Developing specific antibodies against UPF0697 protein C8orf40 homolog requires strategic planning:

• Antigen design strategies:

  • Using the full-length recombinant protein (101 amino acids)

  • Selecting immunogenic peptide sequences from hydrophilic regions

  • Avoiding transmembrane domains that may be inaccessible in the native protein

  • Considering species cross-reactivity requirements

• Production and purification approach:

  • Expression in E. coli with N-terminal His-tag as documented in search results

  • Purification to >90% purity using affinity chromatography

  • Quality control via SDS-PAGE and mass spectrometry

  • Appropriate buffer formulation for immunization

• Validation methods:

  • Western blotting against native and recombinant protein

  • Immunoprecipitation efficiency testing

  • Immunohistochemistry on fixed tissues

  • Blocking experiments with recombinant protein

  • Testing in knockout/knockdown samples as negative controls

• Applications of generated antibodies:

  • Developmental expression profiling

  • Subcellular localization studies

  • Protein-protein interaction analyses

  • Chromatin immunoprecipitation if nuclear functions are discovered

The recombinant protein available commercially provides a valuable starting point for antibody development projects.

What approaches can identify potential interaction partners of this protein?

Identifying interaction partners is crucial for understanding the function of UPF0697 protein C8orf40 homolog:

• In vitro interaction studies:

  • Pull-down assays using His-tagged recombinant protein

  • Surface plasmon resonance to measure binding kinetics

  • Protein microarrays to screen for interactions

  • Cross-linking mass spectrometry to map interaction interfaces

• Cell-based interaction studies:

  • Co-immunoprecipitation from Xenopus tropicalis tissues or cells

  • Proximity labeling techniques (BioID, APEX)

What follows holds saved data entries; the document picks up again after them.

use super::Serializer;

use quire_core::driver::Capability;

pub(super) use quire_core::driver::SqlFlavor as Flavor;

impl Serializer {
    pub fn sqlite() -> Serializer {
        Serializer {
            flavor: Flavor::Sqlite,
        }
    }

    pub fn postgresql() -> Serializer {
        Serializer {
            flavor: Flavor::Postgresql,
        }
    }

    pub fn mysql() -> Serializer {
        Serializer {
            flavor: Flavor::Mysql,
        }
    }

    /// The serializer for the dialect a driver speaks.
    pub fn for_capability(capability: &Capability) -> Serializer {
        Serializer {
            flavor: capability.sql_flavor,
        }
    }

    /// The SQL dialect statements are rendered in.
    pub fn flavor(&self) -> Flavor {
        self.flavor
    }
}
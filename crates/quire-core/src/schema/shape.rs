use indexmap::IndexMap;

/// Describes which parts of a structured value are localized.
///
/// Localized leaves are stored as `{"$i18n": true}` markers in the main
/// column; their per-locale values live in an overlay with the same layout.
/// Block lists are arrays of `{"id", "type", "values"}` objects; their
/// overlay is keyed by block `id`.
#[derive(Debug, Clone, PartialEq)]
pub enum Shape {
    /// Kept as stored
    Plain,

    /// Replaced by the overlay value
    Localized,

    /// An object with known keys; unknown keys are kept as stored
    Object(IndexMap<String, Shape>),

    /// Every element shares the shape
    Array(Box<Shape>),

    /// A list of tagged blocks; block type to the shape of its `values`
    Blocks(IndexMap<String, Shape>),
}

impl Shape {
    /// Marker key left in place of localized leaves.
    pub const MARKER: &'static str = "$i18n";

    pub fn object<K: Into<String>>(fields: impl IntoIterator<Item = (K, Shape)>) -> Self {
        Self::Object(fields.into_iter().map(|(k, v)| (k.into(), v)).collect())
    }

    pub fn array(element: Shape) -> Self {
        Self::Array(Box::new(element))
    }

    pub fn blocks<K: Into<String>>(variants: impl IntoIterator<Item = (K, Shape)>) -> Self {
        Self::Blocks(variants.into_iter().map(|(k, v)| (k.into(), v)).collect())
    }

    /// Whether any leaf is localized.
    pub fn has_localized(&self) -> bool {
        match self {
            Self::Plain => false,
            Self::Localized => true,
            Self::Object(fields) | Self::Blocks(fields) => {
                fields.values().any(Shape::has_localized)
            }
            Self::Array(element) => element.has_localized(),
        }
    }

    /// Nesting depth, counting the shape itself.
    pub fn depth(&self) -> usize {
        match self {
            Self::Plain | Self::Localized => 1,
            Self::Object(fields) | Self::Blocks(fields) => {
                1 + fields.values().map(Shape::depth).max().unwrap_or(0)
            }
            Self::Array(element) => 1 + element.depth(),
        }
    }
}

  • Fluorescence resonance energy transfer (FRET)

  • Split-reporter complementation assays

• Genetic interaction screens:

  • Combined knockdown/knockout experiments

  • Modifier screens in sensitized backgrounds

  • Synthetic lethality screening

  • Genetic rescue experiments

• Computational predictions:

  • Protein-protein interaction databases

  • Co-expression analysis across developmental stages

  • Structural modeling of potential interaction interfaces

  • Evolutionary analysis of co-conserved protein families

A comprehensive interaction map would significantly advance understanding of this protein's biological role.

How can researchers leverage comparative genomics to understand UPF0697 protein evolution?

Comparative genomic approaches provide valuable insights into the evolutionary history and functional constraints of UPF0697 protein:

• Cross-species comparative analysis:

  • Alignment with homologs from diverse vertebrate species

  • Identification of conserved domains and motifs

  • Analysis of selection pressure (dN/dS ratios) across protein regions

  • Correlation of conservation patterns with known protein domains

• Genomic context analysis:

  • Examination of syntenic relationships across species

  • The Xenopus tropicalis genome contains 10 chromosomes with a total size of 1.5 Gb

  • Investigation of regulatory element conservation

  • Analysis of gene neighborhood conservation

• Phylogenetic reconstruction:

  • Building protein family trees to understand evolutionary relationships

  • Dating gene duplication and speciation events

  • Identifying lineage-specific adaptations

  • Correlating with species-specific developmental features

• Functional prediction:

  • Using conservation patterns to predict functional residues

  • Identifying co-evolving protein families as potential interaction partners

  • Leveraging evolutionary data to design targeted mutations

  • Distinguishing core functions from species-specific adaptations

Xenopus tropicalis, with its sequenced genome and position in vertebrate evolution, serves as an excellent model for such comparative studies.